CASA Community Agreements:
One way to create a safe enough space for people to navigate discomfort successfully for learning and growth to occur is to begin the community and the partnerships themselves by creating community agreements. “Community agreements,” also known as “communication agreements” or “ground rules for communication,” are a collectively made list of qualities people want to cultivate that will make a space conducive for respectful and effective communication. Although best created by eliciting ideas from the group, below is a sample of key elements of community agreements that can help to make participants feel included, protected, and supported:
1. Respect Others: You will hear ideas that may be new or different for you and opinions with which you may disagree. As you participate and interact, try to take in new information without judgment and to keep an open mind. Make sure that your words and body language reflect a respectful attitude toward others. Engage contemplative listening, which means being open, present, and mindful of what is being said, responding thoughtfully rather than reacting mindlessly.
2. Speak From the “I”: Speak from your own personal experiences and do not judge the thoughts or experiences of others. Use I-statements such as “I feel…” or “In my experience…” Avoid “You should” statements and generalizations of any kind.
3. Respect Confidentiality: Please make sure that everything said in the room stays in the room. When sharing personal anecdotes, make sure to avoid using the real names of other people. Do not sensationalize someone’s private experience by sharing their narrative (even anonymously) without their consent.
4. Share "Air Time": While you are encouraged to express your ideas and opinions, please do not monopolize the group’s time. Help create a safe space in which everyone can speak. No one, however, is obligated to speak. Move into the conversation (if you tend to stay more on the sidelines) and move back from the conversation (if you tend to take up more room in group dialogues). Recognize how one’s positionality often impacts how much air time they tend to take.
5. No Rescuing or Advising: While we want to support each person as well as speak out when we hear something we think is “wrong,” we need to respect that we aren’t here to advise or save anyone. Ask engaging questions and call people up, not out.
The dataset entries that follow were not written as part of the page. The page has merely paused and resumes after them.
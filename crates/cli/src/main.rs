//! Bramble CLI - Command-line storefront client.
//!
//! # Usage
//!
//! ```bash
//! # Browse the catalog
//! bramble products --page 1
//! bramble product canvas-tote
//!
//! # Work the cart (persisted between invocations)
//! bramble cart add canvas-tote --attr Size=Large
//! bramble cart show
//!
//! # Place the order
//! bramble checkout
//! ```
//!
//! # Commands
//!
//! - `products` / `product` / `categories` / `search` - catalog reads
//! - `cart` - cart mutations and display
//! - `checkout` - payment and order submission
//! - `orders` - order history

#![cfg_attr(not(test), forbid(unsafe_code))]

use bramble_core::LineItemId;
use clap::{Parser, Subcommand};
use rust_decimal::Decimal;
use tracing_subscriber::{layer::SubscriberExt, util::SubscriberInitExt};

mod commands;

use bramble_storefront::config::StorefrontConfig;
use bramble_storefront::error::Result;

#[derive(Parser)]
#[command(name = "bramble")]
#[command(author, version, about = "Bramble storefront client")]
struct Cli {
    #[command(subcommand)]
    command: Commands,
}

#[derive(Subcommand)]
enum Commands {
    /// List products
    Products {
        /// Page of the product list
        #[arg(long, default_value_t = 1)]
        page: u32,
    },
    /// Show one product with its variant attributes
    Product {
        /// Product slug
        slug: String,
    },
    /// List categories
    Categories,
    /// Search products by category and price range
    Search {
        /// Category IDs to filter by (repeatable)
        #[arg(long = "category")]
        categories: Vec<String>,

        /// Minimum price
        #[arg(long)]
        min: Option<Decimal>,

        /// Maximum price
        #[arg(long)]
        max: Option<Decimal>,

        /// Page of the result list
        #[arg(long, default_value_t = 1)]
        page: u32,
    },
    /// Inspect or mutate the cart
    Cart {
        #[command(subcommand)]
        action: CartAction,
    },
    /// Pay for the cart and place the order
    Checkout,
    /// Show order history
    Orders,
}

#[derive(Subcommand)]
enum CartAction {
    /// Show the cart with line prices and the total
    Show,
    /// Add a product to the cart
    Add {
        /// Product slug
        slug: String,

        /// Attribute selection as key=value (repeatable); unspecified
        /// attributes get the product's first option
        #[arg(long = "attr")]
        attrs: Vec<String>,
    },
    /// Remove every line item for a product
    Remove {
        /// Product ID
        product_id: String,
    },
    /// Remove a single line item
    RemoveLine {
        /// Line item ID
        line_id: LineItemId,
    },
    /// Change an attribute selection on every line item for a product
    SetAttr {
        /// Product ID
        product_id: String,

        /// Attribute key (e.g., Size)
        key: String,

        /// Option value (e.g., Large)
        value: String,
    },
    /// Empty the cart
    Clear,
}

#[tokio::main]
async fn main() {
    // Initialize tracing with EnvFilter.
    // Defaults to info level for our crates if RUST_LOG is not set.
    let env_filter = tracing_subscriber::EnvFilter::try_from_default_env()
        .unwrap_or_else(|_| "bramble=info".into());

    tracing_subscriber::registry()
        .with(env_filter)
        .with(tracing_subscriber::fmt::layer())
        .init();

    let cli = Cli::parse();

    if let Err(e) = run(cli).await {
        tracing::error!("Command failed: {e}");
        std::process::exit(1);
    }
}

async fn run(cli: Cli) -> Result<()> {
    let config = StorefrontConfig::from_env()?;

    match cli.command {
        Commands::Products { page } => commands::catalog::list_products(&config, page).await?,
        Commands::Product { slug } => commands::catalog::show_product(&config, &slug).await?,
        Commands::Categories => commands::catalog::list_categories(&config).await?,
        Commands::Search {
            categories,
            min,
            max,
            page,
        } => commands::catalog::search(&config, categories, min, max, page).await?,
        Commands::Cart { action } => match action {
            CartAction::Show => commands::cart::show(&config),
            CartAction::Add { slug, attrs } => {
                commands::cart::add(&config, &slug, &attrs).await?;
            }
            CartAction::Remove { product_id } => commands::cart::remove(&config, &product_id)?,
            CartAction::RemoveLine { line_id } => {
                commands::cart::remove_line(&config, line_id)?;
            }
            CartAction::SetAttr {
                product_id,
                key,
                value,
            } => commands::cart::set_attribute(&config, &product_id, &key, &value)?,
            CartAction::Clear => commands::cart::clear(&config)?,
        },
        Commands::Checkout => commands::checkout::run(&config).await?,
        Commands::Orders => commands::checkout::history(&config).await?,
    }
    Ok(())
}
6. Inclusivity in Action - Centering the voices of the folks in the room that most often do NOT have the mic (Progressive stack)
7. Accessibility in Action - Ensuring that physical disability, neurodivergence, and especially invisible disability are prepared for in advance & assumed needed, not based on request (Translation, learning styles, communication styles, ASL, ADA, large font, tech, room logistics, etc.), i.e., separating or removing from the rooms- not an appropriate action.
8. Committing to Anti-racism - Being Anti-Racist instead of merely "Not Racist," which means taking action to combat & understand how oppression impacts the most marginalized communities in multiple ways and disrupting those systems
9. Encouraging rigorous debriefing, self-reflection, and critique of ones own positionality and privilege.
10. Avoid tokenizing (i.e........speaking for communities instead of lifting voices, accepting "one" voice at the table as enough representation, asking people of color to represent the views of all folks in their community)
11. Constantly evaluating who is not being heard/seen/included & finding ways to bring them to the conversation, not just accepting their absence or implying it is "their" fault
12. Acknowledge community expertise and folks' unseen labor by recognizing/providing for basic needs by design (food, water, safety, time, childcare, compensation)
13. Treatment of community and accountability toward repair.